Si l’on ne peut dérober à l’enfant royal la connaissance de sa destinée, il faut du moins savoir l’effrayer sur l’importance de ses devoirs, sur le fardeau qu’il doit porter un jour ; il faut que, soumis à la discipline militaire, témoin de la manière dont les affaires se traitent, il plie de bonne heure son génie à la soumission et à la docilité ; que l’exemple et l’expérience ne soient pas remplacés par des préceptes stériles et des lieux communs qui, quoique de bonne morale, n’ont jamais produit une impression durable.

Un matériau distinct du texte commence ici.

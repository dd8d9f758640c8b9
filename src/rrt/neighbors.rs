use crate::rrt::state::RealVectorState;
use kiddo::float::{distance::SquaredEuclidean, kdtree::Axis, kdtree::KdTree};
use num_traits::Float;
use std::collections::HashSet;

/// A distance function over configurations.
pub type DistanceFunction<F, const N: usize> =
    Box<dyn Fn(&RealVectorState<F, N>, &RealVectorState<F, N>) -> F>;

/// A nearest neighbor index over RealVectorStates.
/// Stores each state together with a usize item (the index of the motion it belongs to).
pub trait NearestNeighbors<F: Float, const N: usize> {
    /// Constructs a new, empty index.
    fn new() -> Self;

    /// Whether the index can only answer queries under the Euclidean metric.
    fn requires_euclidean() -> bool {
        false
    }

    /// Sets the distance function used to rank neighbors.
    fn set_distance_function(&mut self, distance: DistanceFunction<F, N>);

    /// Adds a state to the index.
    ///
    /// Parameters:
    /// - `state`: The RealVectorState to add.
    /// - `item`: The item stored with the state.
    fn add(&mut self, state: RealVectorState<F, N>, item: usize);

    /// Gets the item whose state is nearest to `state`, or None if the index is empty.
    fn nearest_one(&self, state: &RealVectorState<F, N>) -> Option<usize>;

    /// Lists every item in insertion order.
    fn list(&self) -> Vec<usize>;

    /// Number of stored states.
    fn size(&self) -> usize;

    /// Removes every state from the index.
    fn clear(&mut self);
}

/// Brute-force index: scans every stored state with the configured distance function.
/// Ties go to the earliest inserted item.
pub struct LinearNearestNeighbors<F: Float, const N: usize> {
    states: Vec<(RealVectorState<F, N>, usize)>,
    distance: Option<DistanceFunction<F, N>>,
}

impl<F: Float, const N: usize> LinearNearestNeighbors<F, N> {
    fn distance(&self, a: &RealVectorState<F, N>, b: &RealVectorState<F, N>) -> F {
        match &self.distance {
            Some(distance) => distance(a, b),
            None => a.euclidean_distance(b),
        }
    }
}

impl<F: Float, const N: usize> NearestNeighbors<F, N> for LinearNearestNeighbors<F, N> {
    fn new() -> Self {
        Self {
            states: Vec::new(),
            distance: None,
        }
    }

    fn set_distance_function(&mut self, distance: DistanceFunction<F, N>) {
        self.distance = Some(distance);
    }

    fn add(&mut self, state: RealVectorState<F, N>, item: usize) {
        self.states.push((state, item));
    }

    fn nearest_one(&self, state: &RealVectorState<F, N>) -> Option<usize> {
        let mut best: Option<(F, usize)> = None;
        for (candidate, item) in &self.states {
            let d = self.distance(state, candidate);
            match best {
                Some((best_distance, _)) if !(d < best_distance) => {}
                _ => best = Some((d, *item)),
            }
        }
        best.map(|(_, item)| item)
    }

    fn list(&self) -> Vec<usize> {
        self.states.iter().map(|(_, item)| *item).collect()
    }

    fn size(&self) -> usize {
        self.states.len()
    }

    fn clear(&mut self) {
        self.states.clear();
    }
}

/// Kd-tree index backed by kiddo. Ranks neighbors by Euclidean distance over the raw
/// coordinates, so it ignores any distance function it is given.
///
/// Only the first item added at a given point enters the kd-tree (a kiddo leaf holds at most
/// 32 items at one point). Later items at the same point are still listed and counted.
pub struct KdTreeNearestNeighbors<F: Float + Axis, const N: usize> {
    kdtree: KdTree<F, usize, N, 32, u32>,
    /// Bit patterns of the points already in the kd-tree.
    points: HashSet<Vec<u64>>,
    items: Vec<usize>,
}

impl<F: Float + Axis, const N: usize> KdTreeNearestNeighbors<F, N> {
    fn point_key(state: &RealVectorState<F, N>) -> Vec<u64> {
        state
            .values()
            .iter()
            // Adding zero folds -0.0 into 0.0.
            .map(|v| (v.to_f64().unwrap_or(f64::NAN) + 0.0).to_bits())
            .collect()
    }
}

impl<F: Float + Axis, const N: usize> NearestNeighbors<F, N> for KdTreeNearestNeighbors<F, N> {
    fn new() -> Self {
        Self {
            kdtree: KdTree::new(),
            points: HashSet::new(),
            items: Vec::new(),
        }
    }

    fn requires_euclidean() -> bool {
        true
    }

    fn set_distance_function(&mut self, _distance: DistanceFunction<F, N>) {}

    fn add(&mut self, state: RealVectorState<F, N>, item: usize) {
        if self.points.insert(Self::point_key(&state)) {
            self.kdtree.add(state.values(), item);
        }
        self.items.push(item);
    }

    fn nearest_one(&self, state: &RealVectorState<F, N>) -> Option<usize> {
        if self.items.is_empty() {
            return None;
        }
        let neighbor = self.kdtree.nearest_one::<SquaredEuclidean>(state.values());
        Some(neighbor.item)
    }

    fn list(&self) -> Vec<usize> {
        self.items.clone()
    }

    fn size(&self) -> usize {
        self.items.len()
    }

    fn clear(&mut self) {
        self.kdtree = KdTree::new();
        self.points.clear();
        self.items.clear();
    }
}

#[cfg(test)]
mod tests {
    use super::*;

    fn points() -> Vec<RealVectorState<f64, 2>> {
        vec![
            RealVectorState::new([0.0, 0.0]),
            RealVectorState::new([5.0, 5.0]),
            RealVectorState::new([9.0, 1.0]),
            RealVectorState::new([2.0, 8.0]),
        ]
    }

    fn check_backend<NN: NearestNeighbors<f64, 2>>() {
        let mut nn = NN::new();
        assert_eq!(nn.nearest_one(&RealVectorState::new([1.0, 1.0])), None);
        for (i, p) in points().into_iter().enumerate() {
            nn.add(p, i);
        }
        assert_eq!(nn.size(), 4);
        assert_eq!(nn.list(), vec![0, 1, 2, 3]);
        assert_eq!(nn.nearest_one(&RealVectorState::new([1.0, 1.0])), Some(0));
        assert_eq!(nn.nearest_one(&RealVectorState::new([8.0, 0.0])), Some(2));
        assert_eq!(nn.nearest_one(&RealVectorState::new([2.5, 9.0])), Some(3));
        nn.clear();
        assert_eq!(nn.size(), 0);
        assert!(nn.list().is_empty());
        assert_eq!(nn.nearest_one(&RealVectorState::new([1.0, 1.0])), None);
    }

    #[test]
    fn test_linear_backend() {
        check_backend::<LinearNearestNeighbors<f64, 2>>();
    }

    #[test]
    fn test_kdtree_backend() {
        check_backend::<KdTreeNearestNeighbors<f64, 2>>();
        assert!(KdTreeNearestNeighbors::<f64, 2>::requires_euclidean());
    }

    #[test]
    fn test_kdtree_accepts_many_items_at_one_point() {
        let mut nn = KdTreeNearestNeighbors::<f64, 2>::new();
        nn.add(RealVectorState::new([1.0, 1.0]), 0);
        for item in 1..=40 {
            nn.add(RealVectorState::new([9.0, 9.0]), item);
        }
        nn.add(RealVectorState::new([-0.0, 5.0]), 41);
        nn.add(RealVectorState::new([0.0, 5.0]), 42);

        assert_eq!(nn.size(), 43);
        assert_eq!(nn.list(), (0..43).collect::<Vec<_>>());
        // The first item at a repeated point answers for all of them.
        assert_eq!(nn.nearest_one(&RealVectorState::new([9.0, 9.0])), Some(1));
        assert_eq!(nn.nearest_one(&RealVectorState::new([8.0, 9.5])), Some(1));
        assert_eq!(nn.nearest_one(&RealVectorState::new([0.0, 5.0])), Some(41));
        assert_eq!(nn.nearest_one(&RealVectorState::new([1.0, 0.0])), Some(0));

        nn.clear();
        for item in 0..40 {
            nn.add(RealVectorState::new([9.0, 9.0]), item);
        }
        assert_eq!(nn.nearest_one(&RealVectorState::new([0.0, 0.0])), Some(0));
    }

    #[test]
    fn test_linear_uses_distance_function() {
        let mut nn = LinearNearestNeighbors::<f64, 2>::new();
        // Only the first coordinate counts.
        nn.set_distance_function(Box::new(
            |a: &RealVectorState<f64, 2>, b: &RealVectorState<f64, 2>| (a[0] - b[0]).abs(),
        ));
        nn.add(RealVectorState::new([0.0, 100.0]), 0);
        nn.add(RealVectorState::new([3.0, 0.0]), 1);
        assert_eq!(nn.nearest_one(&RealVectorState::new([1.0, 0.0])), Some(0));
    }

    #[test]
    fn test_linear_ties_go_to_first_inserted() {
        let mut nn = LinearNearestNeighbors::<f64, 1>::new();
        nn.add(RealVectorState::new([-1.0]), 7);
        nn.add(RealVectorState::new([1.0]), 3);
        assert_eq!(nn.nearest_one(&RealVectorState::new([0.0])), Some(7));
    }
}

Ainsi, en renonçant à corriger un jeune prince à force de préceptes et de sermons, il me semble que tout l’art du gouverneur devrait s’épuiser à créer des occasions ou il puisse sentir l’inconvénient de ses défauts par sa propre expérience. Elle l’en corrigerait peut-être sans que le gouverneur eût jamais besoin de s’en mêler autrement. Il subsisterait ainsi entre l’élève et le gouverneur une espèce de contrat en vertu duquel chacun resterait maître de ses volontés et de ses actions, mais aussi en éprouverait et supporterait les conséquences naturelles. Ces conséquences rendues inévitables apprendraient au jeune prince peut-être plus que le plus beau cours de morale, et le préserveraient du vice le plus ordinaire de l’enfance, de la dissimulation.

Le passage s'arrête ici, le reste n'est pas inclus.